Gelet op dit alles kan verder in het midden blijven of OAE wel verantwoordelijkheid draagt voor de – door [eiser] kennelijk als diffamerend ervaren – publicatie in het Eindhovens Dagblad nu niet duidelijk is geworden uit welke bron de betrokken journalist voor deze publicatie heeft geput. Tevens kan in het midden blijven of die publicatie, mede gelet op het feitelijk karakter daarvan en het gegeven dat [eiser] in de publicatie zelf weerwoord heeft kunnen bieden, wel kwalificeren als “onjuiste of door onvolledigheid misleidende” publicaties, zelfs in het geval het besluit tot ontzetting uit het lidmaatschap door het bestuur van de vereniging of haar ALV wordt teruggedraaid. Tenslotte kan hier ook in het midden blijven de vraag of de door [eiser] voorgestelde tekst wel kan worden gezien als een adequate rectificatie van de door [eiser] aangehaalde publicaties.
4.13.
De vorderingen van [eiser] worden gelet op hetgeen hiervoor is overwogen afgewezen. [eiser] zal als de in het ongelijk gestelde partij in de proceskosten worden veroordeeld.
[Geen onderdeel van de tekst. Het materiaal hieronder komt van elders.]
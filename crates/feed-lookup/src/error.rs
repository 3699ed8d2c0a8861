//! Lookup error types.

use feed_core::ServiceRefusal;
use thiserror::Error;

/// Errors from the bibliographic registry.
///
/// These never abort a run: [`crate::WorkLookup`] implementations log them
/// and report "no match".
#[derive(Debug, Error)]
pub enum LookupError {
    /// HTTP transport error (connect, timeout, body decode).
    #[error("HTTP error: {0}")]
    Http(#[from] reqwest::Error),

    /// Registry returned a non-success status code.
    #[error("API error ({status}): {message}")]
    Api {
        /// HTTP status code returned by the registry.
        status: u16,
        /// Response body.
        message: String,
    },

    /// The registry returned a 429 Too Many Requests response.
    #[error("rate limited, retry after {retry_after_secs}s")]
    RateLimited {
        /// Seconds to wait before retrying.
        retry_after_secs: u64,
    },
}

impl From<ServiceRefusal> for LookupError {
    fn from(refusal: ServiceRefusal) -> Self {
        match refusal {
            ServiceRefusal::RateLimited { retry_after_secs } => Self::RateLimited { retry_after_secs },
            ServiceRefusal::Status { status, message } => Self::Api { status, message },
        }
    }
}
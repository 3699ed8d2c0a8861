//! File sink configuration.

use serde::{Deserialize, Serialize};
use std::path::PathBuf;

fn default_path() -> PathBuf {
    PathBuf::from("data/studies.json")
}

#[derive(Debug, Clone, Deserialize, Serialize)]
pub struct OutputConfig {
    /// JSON file the collection is written to, overwritten on every run.
    #[serde(default = "default_path")]
    pub path: PathBuf,
}

impl Default for OutputConfig {
    fn default() -> Self {
        Self {
            path: default_path(),
        }
    }
}
//! Refusals from the remote services a run talks to.
//!
//! The completion service and the bibliographic registry both answer
//! failures with a status code, sometimes a `Retry-After` header, and a body
//! that may wrap a message in JSON. [`check_response`] turns those into one
//! [`ServiceRefusal`]; each client converts it into its own error type.

use serde::Deserialize;
use serde_json::Value;
use thiserror::Error;

/// Wait applied when a 429 carries no usable `Retry-After`.
pub const DEFAULT_RETRY_AFTER_SECS: u64 = 60;

/// A non-success answer from a remote service.
#[derive(Debug, Clone, Error, PartialEq, Eq)]
pub enum ServiceRefusal {
    /// 429 Too Many Requests.
    #[error("rate limited, retry after {retry_after_secs}s")]
    RateLimited { retry_after_secs: u64 },

    /// Any other non-success status.
    #[error("API error ({status}): {message}")]
    Status { status: u16, message: String },
}

impl ServiceRefusal {
    /// Classify a finished response. `None` for a success status.
    #[must_use]
    pub fn classify(status: u16, retry_after: Option<&str>, body: &str) -> Option<Self> {
        if (200..300).contains(&status) {
            return None;
        }
        if status == 429 {
            let retry_after_secs = retry_after
                .and_then(|v| v.trim().parse::<u64>().ok())
                .unwrap_or(DEFAULT_RETRY_AFTER_SECS);
            return Some(Self::RateLimited { retry_after_secs });
        }
        Some(Self::Status {
            status,
            message: service_message(body),
        })
    }
}

/// Return the response unchanged on success, otherwise read the body and
/// classify the refusal.
///
/// # Errors
///
/// Returns [`ServiceRefusal`] for any non-success status.
pub async fn check_response(resp: reqwest::Response) -> Result<reqwest::Response, ServiceRefusal> {
    let status = resp.status();
    if status.is_success() {
        return Ok(resp);
    }
    let retry_after = resp
        .headers()
        .get(reqwest::header::RETRY_AFTER)
        .and_then(|v| v.to_str().ok())
        .map(str::to_owned);
    let body = resp.text().await.unwrap_or_default();
    Err(
        ServiceRefusal::classify(status.as_u16(), retry_after.as_deref(), &body).unwrap_or(
            ServiceRefusal::Status {
                status: status.as_u16(),
                message: body,
            },
        ),
    )
}

#[derive(Deserialize)]
struct Envelope {
    #[serde(default)]
    error: Option<Value>,
    #[serde(default)]
    message: Option<Value>,
}

/// The service's own wording when the body is a JSON error envelope
/// (`{"error":{"message":..}}` or `{"message":".."}`), else the trimmed body.
fn service_message(body: &str) -> String {
    let from_envelope = serde_json::from_str::<Envelope>(body).ok().and_then(|env| {
        env.error
            .as_ref()
            .and_then(|e| e.get("message"))
            .or(env.message.as_ref())
            .and_then(Value::as_str)
            .map(str::to_owned)
    });
    from_envelope.unwrap_or_else(|| body.trim().to_string())
}

#[cfg(test)]
mod tests {
    use super::*;
    use pretty_assertions::assert_eq;
    use rstest::rstest;

    fn mock_response(status: u16, retry_after: Option<&str>, body: &'static str) -> reqwest::Response {
        let mut builder = ::http::Response::builder().status(status);
        if let Some(value) = retry_after {
            builder = builder.header("Retry-After", value);
        }
        reqwest::Response::from(builder.body(body).unwrap())
    }

    #[rstest]
    #[case(Some("12"), 12)]
    #[case(Some(" 5 "), 5)]
    #[case(None, 60)]
    #[case(Some("soon"), 60)]
    fn rate_limit_reads_retry_after(#[case] header: Option<&str>, #[case] expected: u64) {
        assert_eq!(
            ServiceRefusal::classify(429, header, ""),
            Some(ServiceRefusal::RateLimited {
                retry_after_secs: expected
            })
        );
    }

    #[rstest]
    #[case(r#"{"error":{"message":"Incorrect API key provided","type":"auth"}}"#, "Incorrect API key provided")]
    #[case(r#"{"status":"failed","message":"query too long"}"#, "query too long")]
    #[case(r#"{"status":"failed","message":[{"value":"x"}]}"#, r#"{"status":"failed","message":[{"value":"x"}]}"#)]
    #[case("upstream down\n", "upstream down")]
    fn status_prefers_service_wording(#[case] body: &str, #[case] expected: &str) {
        assert_eq!(
            ServiceRefusal::classify(503, None, body),
            Some(ServiceRefusal::Status {
                status: 503,
                message: expected.into()
            })
        );
    }

    #[test]
    fn success_is_not_a_refusal() {
        assert_eq!(ServiceRefusal::classify(200, None, "{}"), None);
        assert_eq!(ServiceRefusal::classify(204, Some("10"), ""), None);
    }

    #[tokio::test]
    async fn response_check_classifies_refusals() {
        let err = check_response(mock_response(429, Some("7"), "")).await.unwrap_err();
        assert_eq!(err, ServiceRefusal::RateLimited { retry_after_secs: 7 });

        let err = check_response(mock_response(401, None, r#"{"error":{"message":"bad key"}}"#))
            .await
            .unwrap_err();
        assert_eq!(err.to_string(), "API error (401): bad key");

        assert!(check_response(mock_response(200, None, "{}")).await.is_ok());
    }
}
De kosten aan de zijde van OAE worden begroot op:
- griffierecht € 688,00
- overige kosten 0,00
- salaris advocaat
1.107,00
Totaal € 1.795,00

5.De beslissing

De voorzieningenrechter
5.1.
wijst de vorderingen af,
5.2.
veroordeelt [eiser] in de proceskosten, aan de zijde van OAE tot op heden begroot op € 1.795,00,
5.3.
verklaart dit vonnis wat betreft de kostenveroordeling uitvoerbaar bij voorraad.
Dit vonnis is gewezen door mr. W. Schoorlemmer en in het openbaar uitgesproken op 14 maart 2024.